*** Begin section ***

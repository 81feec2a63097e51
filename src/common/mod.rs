//! Ambient utilities shared by the harness components

pub mod config;
pub mod error;
pub mod logging;
pub mod paths;

pub use error::{Error, Result};
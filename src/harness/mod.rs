//! Test environment orchestration
//!
//! [`Runner`] drives the selected scenarios one after another; each one is
//! set up, validated and torn down by a [`ScenarioRun`] on top of a
//! [`NetPlatform`].

mod driver;
mod platform;
mod process;
mod run;
mod timer;

pub use driver::Runner;
pub use platform::{IpPlatform, NetPlatform};
pub use process::{run_command, ProcessSet};
pub use run::{RunState, ScenarioRun};
pub use timer::Timer;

*** End section ***

* TASK OBJECTIVE *
Produce a verbatim transcript of the material above.

* EXPECTED OUTPUT *
repository 81feec2a63097e51
filename src/common/mod.rs
//! Ambient utilities shared by the harness components

pub mod config;
pub mod error;
pub mod logging;
pub mod paths;

pub use error::{Error, Result};
filename src/harness/mod.rs
//! Test environment orchestration
//!
//! [`Runner`] drives the selected scenarios one after another; each one is
//! set up, validated and torn down by a [`ScenarioRun`] on top of a
//! [`NetPlatform`].

mod driver;
mod platform;
mod process;
mod run;
mod timer;

pub use driver::Runner;
pub use platform::{IpPlatform, NetPlatform};
pub use process::{run_command, ProcessSet};
pub use run::{RunState, ScenarioRun};
pub use timer::Timer;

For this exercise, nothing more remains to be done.